START The records

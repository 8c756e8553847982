use std::path::PathBuf;

pub const APP_NAME: &str = "TaskbarTint";
pub const CONFIG_FILE: &str = "config.yaml";
pub const EXCLUDE_FILE: &str = "exclude.yaml";

pub fn roaming_app_data() -> Option<PathBuf> {
    // Primary (set for every interactive Windows session)
    if let Ok(app_data) = std::env::var("APPDATA") {
        return Some(PathBuf::from(app_data));
    }

    // Fallback (service accounts / stripped environments)
    let profile = std::env::var("USERPROFILE")
        .or_else(|_| std::env::var("HOME"))
        .ok()?;
    Some(PathBuf::from(profile).join("AppData").join("Roaming"))
}

/// `%APPDATA%\TaskbarTint`, or a folder next to the executable when the
/// environment gives no hint at all.
pub fn config_dir() -> PathBuf {
    if let Some(app_data) = roaming_app_data() {
        return app_data.join(APP_NAME);
    }

    match std::env::current_exe() {
        Ok(path) => path
            .parent()
            .map(|p| p.join(APP_NAME))
            .unwrap_or_else(|| PathBuf::from(APP_NAME)),
        Err(_) => PathBuf::from(APP_NAME),
    }
}

pub fn config_file() -> PathBuf {
    config_dir().join(CONFIG_FILE)
}

pub fn exclude_file() -> PathBuf {
    config_dir().join(EXCLUDE_FILE)
}
//! Debounced poll loop.
//!
//! Every tick re-applies the current presets (cheap, and it undoes anything
//! else that touched the taskbar); every `threshold` ticks the windows are
//! scanned and the presets recomputed first.

use std::{
    io,
    panic::{self, AssertUnwindSafe},
    sync::{
        atomic::{AtomicBool, Ordering},
        Arc,
    },
    thread::{self, JoinHandle},
    time::Duration,
};

use crate::{engine::Engine, error, info, shell::Shell};

#[derive(Debug, Clone, Copy, PartialEq, Eq)]
pub enum TickKind {
    Idle,
    Recompute,
}

#[derive(Debug)]
pub struct DebounceScheduler {
    counter: u32,
    threshold: u32,
}

impl DebounceScheduler {
    /// The first tick always recomputes.
    pub fn new(threshold: u32) -> Self {
        let threshold = threshold.max(1);
        Self {
            counter: threshold,
            threshold,
        }
    }

    pub fn tick<S: Shell>(&mut self, engine: &Engine<S>) -> TickKind {
        let kind = if self.counter >= self.threshold {
            engine.recompute();
            self.counter = 0;
            TickKind::Recompute
        } else {
            self.counter += 1;
            TickKind::Idle
        };

        engine.reapply();
        kind
    }
}

/// Background thread driving a [`DebounceScheduler`].
pub struct Worker {
    running: Arc<AtomicBool>,
    handle: Option<JoinHandle<()>>,
}

impl Worker {
    pub fn spawn<S>(engine: Arc<Engine<S>>, interval: Duration, threshold: u32) -> io::Result<Self>
    where
        S: Shell + 'static,
    {
        let running = Arc::new(AtomicBool::new(true));
        let flag = Arc::clone(&running);

        let handle = thread::Builder::new()
            .name("taskbar-worker".to_string())
            .spawn(move || {
                engine.shell().prepare_thread();
                info!(
                    "[WORKER] Started: tick every {}ms, recompute every {} tick(s)",
                    interval.as_millis(),
                    threshold
                );

                let mut scheduler = DebounceScheduler::new(threshold);
                while flag.load(Ordering::Relaxed) {
                    let outcome = panic::catch_unwind(AssertUnwindSafe(|| scheduler.tick(&engine)));
                    if let Err(payload) = outcome {
                        error!("[WORKER] Tick panicked: {}", panic_message(payload.as_ref()));
                    }
                    thread::sleep(interval);
                }

                info!("[WORKER] Stopped");
            })?;

        Ok(Self {
            running,
            handle: Some(handle),
        })
    }

    #[cfg(test)]
    pub fn is_running(&self) -> bool {
        self.running.load(Ordering::Relaxed)
    }

    /// Signals the loop and waits for it to exit. The loop notices within
    /// one interval.
    pub fn stop(mut self) {
        self.shutdown();
    }

    fn shutdown(&mut self) {
        self.running.store(false, Ordering::Relaxed);
        if let Some(handle) = self.handle.take() {
            if handle.join().is_err() {
                error!("[WORKER] Worker thread panicked outside a tick");
            }
        }
    }
}

impl Drop for Worker {
    fn drop(&mut self) {
        self.shutdown();
    }
}

fn panic_message(payload: &(dyn std::any::Any + Send)) -> String {
    if let Some(s) = payload.downcast_ref::<&str>() {
        (*s).to_string()
    } else if let Some(s) = payload.downcast_ref::<String>() {
        s.clone()
    } else {
        "non-string panic payload".to_string()
    }
}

END The records

> _Goal of the exercise_:
Give back exactly the lines of the listing above that run from the line with "self.counter += 1;" to the line with "let mut scheduler", inclusive.

> _Answer space_:
            self.counter += 1;
            TickKind::Idle
        };

        engine.reapply();
        kind
    }
}

/// Background thread driving a [`DebounceScheduler`].
pub struct Worker {
    running: Arc<AtomicBool>,
    handle: Option<JoinHandle<()>>,
}

impl Worker {
    pub fn spawn<S>(engine: Arc<Engine<S>>, interval: Duration, threshold: u32) -> io::Result<Self>
    where
        S: Shell + 'static,
    {
        let running = Arc::new(AtomicBool::new(true));
        let flag = Arc::clone(&running);

        let handle = thread::Builder::new()
            .name("taskbar-worker".to_string())
            .spawn(move || {
                engine.shell().prepare_thread();
                info!(
                    "[WORKER] Started: tick every {}ms, recompute every {} tick(s)",
                    interval.as_millis(),
                    threshold
                );

                let mut scheduler = DebounceScheduler::new(threshold);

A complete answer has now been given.